Pas juste remplir des stades, pour trôner au sommet du palmarès Forbes des stars les plus riches, mais remplir des stades pour une cause qui n'est pas la leur, pour une cause plus grande que leur succès. Plus importante.
Taylor Swift, Ed Scheeran, Billie Eilish, Lady Gaga, ça ne vous tente pas d'épouser une cause et de la porter ensemble, en faisant ce que vous faites de mieux, de la musique ? En ce moment, pour que la musique rejoigne, en même temps, des milliards d'humains, ça prend un rendez-vous sportif, les Olympiques ou le Super Bowl.

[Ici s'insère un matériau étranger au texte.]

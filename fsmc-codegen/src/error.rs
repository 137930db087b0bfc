//! Error types for model construction, validation and code generation.

use thiserror::Error;

/// A structural or semantic defect in a state machine description.
///
/// Every variant carries the source line of the offending construct so the
/// driver can point at it.
#[derive(Debug, Clone, PartialEq, Eq, Error)]
pub enum FsmError {
    #[error("line {line}: incomplete state machine: {reason}")]
    Incomplete { reason: String, line: u32 },

    #[error("line {line}: duplicate map `{map}`")]
    DuplicateMap { map: String, line: u32 },

    #[error("line {line}: duplicate state `{state}` in map `{map}`")]
    DuplicateState { map: String, state: String, line: u32 },

    #[error("line {line}: map `{map}` already has a Default state")]
    DuplicateDefaultState { map: String, line: u32 },

    #[error("line {line}: duplicate transition `{transition}` in state `{state}`")]
    DuplicateTransition {
        state: String,
        transition: String,
        line: u32,
    },

    #[error(
        "line {line}: guard follows the unconditional guard of transition `{transition}`; \
         the unconditional guard must be last"
    )]
    GuardAfterUnconditional { transition: String, line: u32 },

    #[error("line {line}: start state `{state}` does not exist")]
    UnknownStartState { state: String, line: u32 },

    #[error(
        "line {line}: start state `{state}` exists in several maps; qualify it as `Map::State`"
    )]
    AmbiguousStartState { state: String, line: u32 },

    #[error("line {line}: state `{state}` does not exist in map `{map}`")]
    UnknownState {
        map: String,
        state: String,
        line: u32,
    },

    #[error("line {line}: the Default state cannot be a transition target")]
    DefaultTarget { line: u32 },

    #[error("line {line}: pop transition `{transition}` is not defined by any state")]
    UnknownPopTransition { transition: String, line: u32 },
}

impl FsmError {
    /// Source line of the offending construct.
    pub fn line(&self) -> u32 {
        match self {
            FsmError::Incomplete { line, .. }
            | FsmError::DuplicateMap { line, .. }
            | FsmError::DuplicateState { line, .. }
            | FsmError::DuplicateDefaultState { line, .. }
            | FsmError::DuplicateTransition { line, .. }
            | FsmError::GuardAfterUnconditional { line, .. }
            | FsmError::UnknownStartState { line, .. }
            | FsmError::AmbiguousStartState { line, .. }
            | FsmError::UnknownState { line, .. }
            | FsmError::DefaultTarget { line }
            | FsmError::UnknownPopTransition { line, .. } => *line,
        }
    }
}

/// Errors raised while emitting target code.
#[derive(Debug, Error)]
pub enum CodegenError {
    /// The tree failed validation; nothing was emitted.
    #[error(transparent)]
    Invalid(#[from] FsmError),

    /// A raw target-language fragment (condition, argument, type, name) is
    /// not valid for the target.
    #[error("line {line}: invalid {what} `{text}`: {message}")]
    Syntax {
        what: &'static str,
        text: String,
        message: String,
        line: u32,
    },

    /// The target cannot express a transition's parameter list.
    #[error("line {line}: transition `{transition}` {reason}")]
    Signature {
        transition: String,
        reason: &'static str,
        line: u32,
    },

    /// A backend was driven in a way the traversal contract forbids.
    #[error("internal error: {0}")]
    Internal(String),
}

impl CodegenError {
    /// Source line of the offending construct, when there is one.
    pub fn line(&self) -> Option<u32> {
        match self {
            CodegenError::Invalid(e) => Some(e.line()),
            CodegenError::Syntax { line, .. } | CodegenError::Signature { line, .. } => Some(*line),
            CodegenError::Internal(_) => None,
        }
    }
}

Après le Live Aid, y'avait pas de match de football, on était là pour McCartney, Bowie, Bono, Madonna, Tina ou Jagger. Que pour eux. Une telle réunion permettrait aussi de constater la progression des artistes féminines qui seraient beaucoup plus présentes en 2025. Heureusement.
Encore faut-il que nos pop stars actuelles soient émues par le sort des populations. Par le sort des 99 %.
Les Lennon, Dylan, Baez, Geldof ont été des influenceurs d'entraide. On dirait qu'aujourd'hui, on est entouré d'influenceurs de réussites. Un collectif pour nous sortir de notre individualité, ça ferait du bien !
Vivement un Live en direct du cœur !
En terminant, un bref retour vers le passé, d'à peine une semaine. Dimanche dernier, je vous demandais ce que vous feriez, si vous aviez en votre possession la DeLorean à voyager dans le temps du Doc Brown. Vous avez été nombreux à m'envoyer vos réponses, toutes plus originales les unes que les autres.
Quelqu'un bifferait du discours de Jacques Parizeau, le soir du référendum de 1995, le passage sur le vote ethnique. Un autre, le 22 novembre 1963, convaincrait John F. Kennedy de ne pas défiler en décapotable.
Deux messieurs remonteraient au 19 octobre 1981, pour faire en sorte que Rick Monday des Dodgers de Los Angeles ne se présente pas au bâton, contre Steve Rogers. Parmi toutes vos suggestions, celle qui est revenue le plus souvent serait d'intervenir le 6 décembre 1989, pour que le terrible féminicide de la Polytechnique ne se produise pas.
Malheureusement, la DeLorean du Doc Brown n'existe pas vraiment, on ne peut rien pour le passé, mais on peut tout pour l'avenir. Ce sont les interventions du présent qui changent le monde de demain. À nous d'agir.